Pablo VI buscó aunar voluntades, acercar puntos de vista y disipar temores, y sus intervenciones más discutidas tuvieron seguramente esta pretensión. La unanimidad de los votos finales pareció darle la razón, pero en el camino su prestigio fue quedando en entredicho por la incomprensión y la radicalidad de unos y otros. Los cambios, de hecho, quedaron minimizados.
Para la Iglesia, dialogar con la modernidad era encontrarse con la cultura contemporánea, pero para el Tercer Mundo la modernidad significaba miseria y dominación. Las encíclicas Populorum progressio, que trataba de la justicia social en el mundo, y Octogesima adveniens, que conmemoraba los ochenta años de la Rerum novarum, constituyeron los otros documentos sociales más importantes de este papa, en los cuales invitaba a poner las «riquezas superfluas» de las naciones desarrolladas a disposición de las poblaciones más pobres.
Pablo VI modernizó la organización eclesial, aunque se puede dudar hasta qué punto han respondido estas reformas a las necesidades reales y a las esperanzas de no pocos padres conciliares. Fijó en ciento veinte el número de cardenales; introdujo los setenta y cinco años como edad de jubilación, y a los ochenta los cardenales perdían el derecho a entrar en los cónclaves; a la muerte del papa todos los puestos importantes de la Curia quedaban automáticamente en suspenso. Multiplicó los nombramientos de obispos no italianos para puestos relevantes en Roma, y se multiplicó la presencia de no italianos entre los diplomáticos pontificios. Suprimió algunas congregaciones o ministerios curiales que habían quedado sin razón de ser, e introdujo en el organigrama los secretariados para la unidad de los cristianos, para los no cristianos y para los no creyentes, el Consejo de los Laicos y la Comisión Justicia y Paz, es decir, temas que superaban los límites estrictamente eclesiales para abordar preocupaciones más generales. Todo el complejo organismo curial quedaba bajo la supervisión del secretario de Estado.

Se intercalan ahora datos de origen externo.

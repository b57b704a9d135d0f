use crate::tests::fixtures::{find, id, owned, reference_children, reference_parents, sample};
use crate::{Item, ROOT, TreeStore};

#[test]
fn get_all_keeps_input_order_and_payload() {
    let items = sample();
    let store = TreeStore::new(items.clone()).unwrap();
    assert_eq!(owned(store.get_all()), items);
}

#[test]
fn iter_matches_get_all() {
    let store = TreeStore::new(sample()).unwrap();
    let iter = store.iter();
    assert_eq!(iter.len(), 8);
    assert_eq!(iter.collect::<Vec<_>>(), store.get_all());

    let reversed: Vec<_> = store.iter().rev().map(|item| item.id.clone()).collect();
    assert_eq!(reversed.first(), Some(&id(8)));

    let mut count = 0;
    for _ in &store {
        count += 1;
    }
    assert_eq!(count, 8);
}

#[test]
fn root() {
    let store = TreeStore::new(sample()).unwrap();
    assert_eq!(store.root(), &Item::new(1, ROOT));
}

#[test]
fn get_item_for_every_id() {
    let items = sample();
    let store = TreeStore::new(items.clone()).unwrap();
    for item in &items {
        assert_eq!(store.get_item(&item.id).unwrap(), &find(&items, &item.id));
    }
}

#[test]
fn get_children_for_every_id() {
    let items = sample();
    let store = TreeStore::new(items.clone()).unwrap();
    for item in &items {
        assert_eq!(
            owned(store.get_children(&item.id).unwrap()),
            reference_children(&items, &item.id),
            "children of {}",
            item.id
        );
    }
}

#[test]
fn get_children_first_seen_order() {
    let store = TreeStore::new(sample()).unwrap();
    let ids: Vec<_> = store
        .get_children(&id(2))
        .unwrap()
        .into_iter()
        .map(|item| item.id.clone())
        .collect();
    assert_eq!(ids, [id(4), id(5), id(6)]);
}

#[test]
fn get_children_of_leaf_is_empty() {
    let store = TreeStore::new(sample()).unwrap();
    assert!(store.get_children(&id(7)).unwrap().is_empty());
}

#[test]
fn children_interleaved_with_other_subtrees() {
    let store = TreeStore::new([
        Item::new(1, ROOT),
        Item::new(2, 1),
        Item::new(3, 2),
        Item::new(4, 1),
        Item::new(5, 2),
        Item::new(6, 1),
    ])
    .unwrap();

    let of = |n| -> Vec<_> {
        store
            .get_children(&id(n))
            .unwrap()
            .into_iter()
            .map(|item| item.id.clone())
            .collect()
    };
    assert_eq!(of(1), [id(2), id(4), id(6)]);
    assert_eq!(of(2), [id(3), id(5)]);
}

#[test]
fn get_all_parents_for_every_id() {
    let items = sample();
    let store = TreeStore::new(items.clone()).unwrap();
    for item in &items {
        assert_eq!(
            owned(store.get_all_parents(&item.id).unwrap()),
            reference_parents(&items, &item.id),
            "parents of {}",
            item.id
        );
    }
}

#[test]
fn get_all_parents_nearest_first() {
    let items = sample();
    let store = TreeStore::new(items.clone()).unwrap();
    assert_eq!(
        owned(store.get_all_parents(&id(7)).unwrap()),
        [find(&items, &id(4)), find(&items, &id(2)), find(&items, &id(1))]
    );
    assert!(store.get_all_parents(&id(1)).unwrap().is_empty());
}

#[test]
fn get_parent() {
    let items = sample();
    let store = TreeStore::new(items.clone()).unwrap();
    assert_eq!(store.get_parent(&id(1)).unwrap(), None);
    assert_eq!(store.get_parent(&id(5)).unwrap(), Some(&find(&items, &id(2))));
}

#[test]
fn queries_are_idempotent() {
    let store = TreeStore::new(sample()).unwrap();
    for _ in 0..3 {
        assert_eq!(store.get_all().len(), 8);
        assert_eq!(store.get_children(&id(2)).unwrap().len(), 3);
        assert_eq!(store.get_all_parents(&id(8)).unwrap().len(), 3);
        assert_eq!(store.get_item(&id(6)).unwrap().id, id(6));
    }
    assert_eq!(store.get_children(&id(4)).unwrap(), store.get_children(&id(4)).unwrap());
}

// ---------------------------------------------------------------------------
// NodeRef
// ---------------------------------------------------------------------------

#[test]
fn node_is_root() {
    let store = TreeStore::new(sample()).unwrap();
    assert!(store.node(&id(1)).unwrap().is_root());
    assert!(!store.node(&id(2)).unwrap().is_root());
}

#[test]
fn node_parent_chain() {
    let store = TreeStore::new(sample()).unwrap();
    let leaf = store.node(&id(8)).unwrap();

    assert_eq!(leaf.id(), &id(8));
    assert_eq!(leaf.depth(), 3);
    assert_eq!(leaf.parent().map(|item| &item.id), Some(&id(4)));

    let parent = leaf.parent_node().unwrap();
    assert_eq!(parent.record(), store.get_item(&id(4)).unwrap());
    assert!(store.node(&id(1)).unwrap().parent_node().is_none());
}

#[test]
fn node_ancestors_is_exact_size() {
    let store = TreeStore::new(sample()).unwrap();
    let node = store.node(&id(7)).unwrap();

    let mut ancestors = node.ancestors();
    assert_eq!(ancestors.len(), 3);
    ancestors.next();
    assert_eq!(ancestors.len(), 2);
    assert_eq!(ancestors.map(|item| item.id.clone()).collect::<Vec<_>>(), [id(2), id(1)]);
    assert_eq!(node.parents().len(), 3);
}

#[test]
fn node_children() {
    let store = TreeStore::new(sample()).unwrap();
    let node = store.node(&id(4)).unwrap();
    assert_eq!(node.children().len(), 2);
    assert_eq!(
        node.children().map(|item| item.id.clone()).collect::<Vec<_>>(),
        [id(7), id(8)]
    );
}

#[test]
fn node_ref_is_copy() {
    let store = TreeStore::new(sample()).unwrap();
    let a = store.node(&id(3)).unwrap();
    let b = a;
    assert_eq!(a.record(), b.record());
}
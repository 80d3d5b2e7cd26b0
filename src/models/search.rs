//! Author-search query state and request parameter construction.

use serde::{Deserialize, Serialize};

use crate::sources::HarvestError;

/// Number of author results Scholar serves per page.
pub const PAGE_SIZE: u32 = 10;

/// Language used when the caller does not name one.
pub const DEFAULT_LANGUAGE: &str = "en";

/// Ordered request parameters, name to value.
pub type QueryParams = Vec<(&'static str, String)>;

/// What an author search matches on, rendered as the `mauthors` parameter.
#[derive(Debug, Clone, PartialEq, Eq, Serialize, Deserialize)]
#[serde(tag = "kind", rename_all = "snake_case")]
pub enum AuthorFilter {
    /// Authors tagged with `label` whose affiliation mentions `organization`
    Affiliation { label: String, organization: String },

    /// Authors tagged with a research field, any organization
    Field { field: String },

    /// Authors whose name matches a quoted phrase
    Name { name: String },
}

fn required<'a>(value: &'a str, what: &str) -> Result<&'a str, HarvestError> {
    match value.trim() {
        "" => Err(HarvestError::InvalidQuery(format!("{} must not be empty", what))),
        trimmed => Ok(trimmed),
    }
}

/// Scholar interest labels are lowercase with underscores: `machine_learning`.
fn label_slug(field: &str) -> String {
    field
        .split_whitespace()
        .collect::<Vec<_>>()
        .join("_")
        .to_lowercase()
}

impl AuthorFilter {
    pub fn affiliation(label: impl Into<String>, organization: impl Into<String>) -> Self {
        Self::Affiliation {
            label: label.into(),
            organization: organization.into(),
        }
    }

    pub fn field(field: impl Into<String>) -> Self {
        Self::Field {
            field: field.into(),
        }
    }

    pub fn name(name: impl Into<String>) -> Self {
        Self::Name { name: name.into() }
    }

    /// The `mauthors` value; fails with [`HarvestError::InvalidQuery`] on blank input.
    pub fn mauthors(&self) -> Result<String, HarvestError> {
        match self {
            Self::Affiliation {
                label,
                organization,
            } => {
                let label = required(label, "label")?;
                let organization = required(organization, "organization")?;
                Ok(format!("label:{} \"{}\"", label, organization))
            }
            Self::Field { field } => Ok(format!("label:{}", label_slug(required(field, "field")?))),
            Self::Name { name } => Ok(format!("\"{}\"", required(name, "name")?)),
        }
    }
}

impl std::fmt::Display for AuthorFilter {
    fn fmt(&self, f: &mut std::fmt::Formatter<'_>) -> std::fmt::Result {
        match self {
            Self::Affiliation {
                label,
                organization,
            } => write!(f, "{} at {}", label.trim(), organization.trim()),
            Self::Field { field } => write!(f, "field {}", field.trim()),
            Self::Name { name } => write!(f, "name {}", name.trim()),
        }
    }
}

/// Build the parameter set for one author-search page.
///
/// Pure: identical inputs always give identical output. A blank `language`
/// falls back to [`DEFAULT_LANGUAGE`].
pub fn author_search_params(
    filter: &AuthorFilter,
    language: &str,
    offset: u32,
    continuation_token: Option<&str>,
) -> Result<QueryParams, HarvestError> {
    let mauthors = filter.mauthors()?;

    let language = match language.trim() {
        "" => DEFAULT_LANGUAGE,
        lang => lang,
    };

    let mut params: QueryParams = vec![
        ("view_op", "search_authors".to_string()),
        ("mauthors", mauthors),
        ("hl", language.to_string()),
        ("astart", offset.to_string()),
    ];

    if let Some(token) = continuation_token {
        params.push(("after_author", token.to_string()));
    }

    Ok(params)
}

/// Parameters for a label + organization search page.
///
/// Fails with [`HarvestError::InvalidQuery`] when `label` or `organization` is blank.
pub fn build_query_params(
    label: &str,
    organization: &str,
    language: &str,
    offset: u32,
    continuation_token: Option<&str>,
) -> Result<QueryParams, HarvestError> {
    author_search_params(
        &AuthorFilter::affiliation(label, organization),
        language,
        offset,
        continuation_token,
    )
}

/// Mutable pagination state of one harvest.
///
/// Only the harvest session advances it, once per successfully processed page.
#[derive(Debug, Clone, PartialEq, Eq, Serialize, Deserialize)]
pub struct SearchQuery {
    pub filter: AuthorFilter,

    /// Interface language code (`hl`)
    pub language: String,

    /// Result offset of the next page to fetch (`astart`)
    pub offset: u32,

    /// Token handed out by the previous page, if any
    pub continuation_token: Option<String>,
}

impl SearchQuery {
    /// Create the initial label + organization query: offset 0, no token.
    ///
    /// Validates eagerly so a bad query fails before any network activity.
    pub fn new(
        label: impl Into<String>,
        organization: impl Into<String>,
        language: impl Into<String>,
    ) -> Result<Self, HarvestError> {
        Self::with_filter(AuthorFilter::affiliation(label, organization), language)
    }

    /// Initial state for any filter, validated.
    pub fn with_filter(
        filter: AuthorFilter,
        language: impl Into<String>,
    ) -> Result<Self, HarvestError> {
        let query = Self {
            filter,
            language: language.into(),
            offset: 0,
            continuation_token: None,
        };
        query.params()?;
        Ok(query)
    }

    /// Parameters for the page this state points at
    pub fn params(&self) -> Result<QueryParams, HarvestError> {
        author_search_params(
            &self.filter,
            &self.language,
            self.offset,
            self.continuation_token.as_deref(),
        )
    }

    /// Move to the next page using the token the current page supplied.
    ///
    /// The offset grows by [`PAGE_SIZE`] and saturates instead of wrapping.
    pub fn advance(&mut self, token: impl Into<String>) {
        self.offset = self.offset.saturating_add(PAGE_SIZE);
        self.continuation_token = Some(token.into());
    }
}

Esta reforma eclesial acabó con muchas de las reliquias medievales: abolió la corte pontificia, disolvió los cuerpos armados, y depositó, en el altar de la basílica de San Pedro, el trirregno, es decir, la triple corona que se utilizaba en la ceremonia de la coronación, dando a entender que el pontificado romano abandonaba no sólo las pretensiones de poder político y social, sino también sus manifestaciones externas. Y con la misma intención desaparecieron personajes, títulos, uniformes, funciones y denominaciones que acompañaban al papa en las ceremonias y en la misma vida diaria, y que hacían relación a una época y a una concepción que felizmente había desaparecido. Buscó convertir a la Curia en una administración central moderna, funcional e internacional, abierta al mundo y con más espíritu religioso que administrativo.
Elaboró el reglamento de los sínodos episcopales, una institución querida por el concilio, con el fin de que un grupo de obispos de todo el mundo se reuniera periódicamente para analizar la situación de la Iglesia. No obstante, fue estructurada por el papa de tal manera que su misión quedaba reducida a reuniones de consejo y no de deliberación. Esto supuso la muerte antes de nacer de un órgano pensado para colaborar eficazmente en el gobierno de la Iglesia y que ha quedado limitado a un foro poco operativo de discusión de ideas. Así, aunque Pablo VI concibió el papado como servicio y no como poder, siguió siendo un papado solitario, no entendido en términos de colaboración con los demás. Esto se debió en parte al temor de sacrificar prerrogativas esenciales del pontífice, al temor, en el fondo, de una Iglesia gobernada más colegialmente, más democráticamente.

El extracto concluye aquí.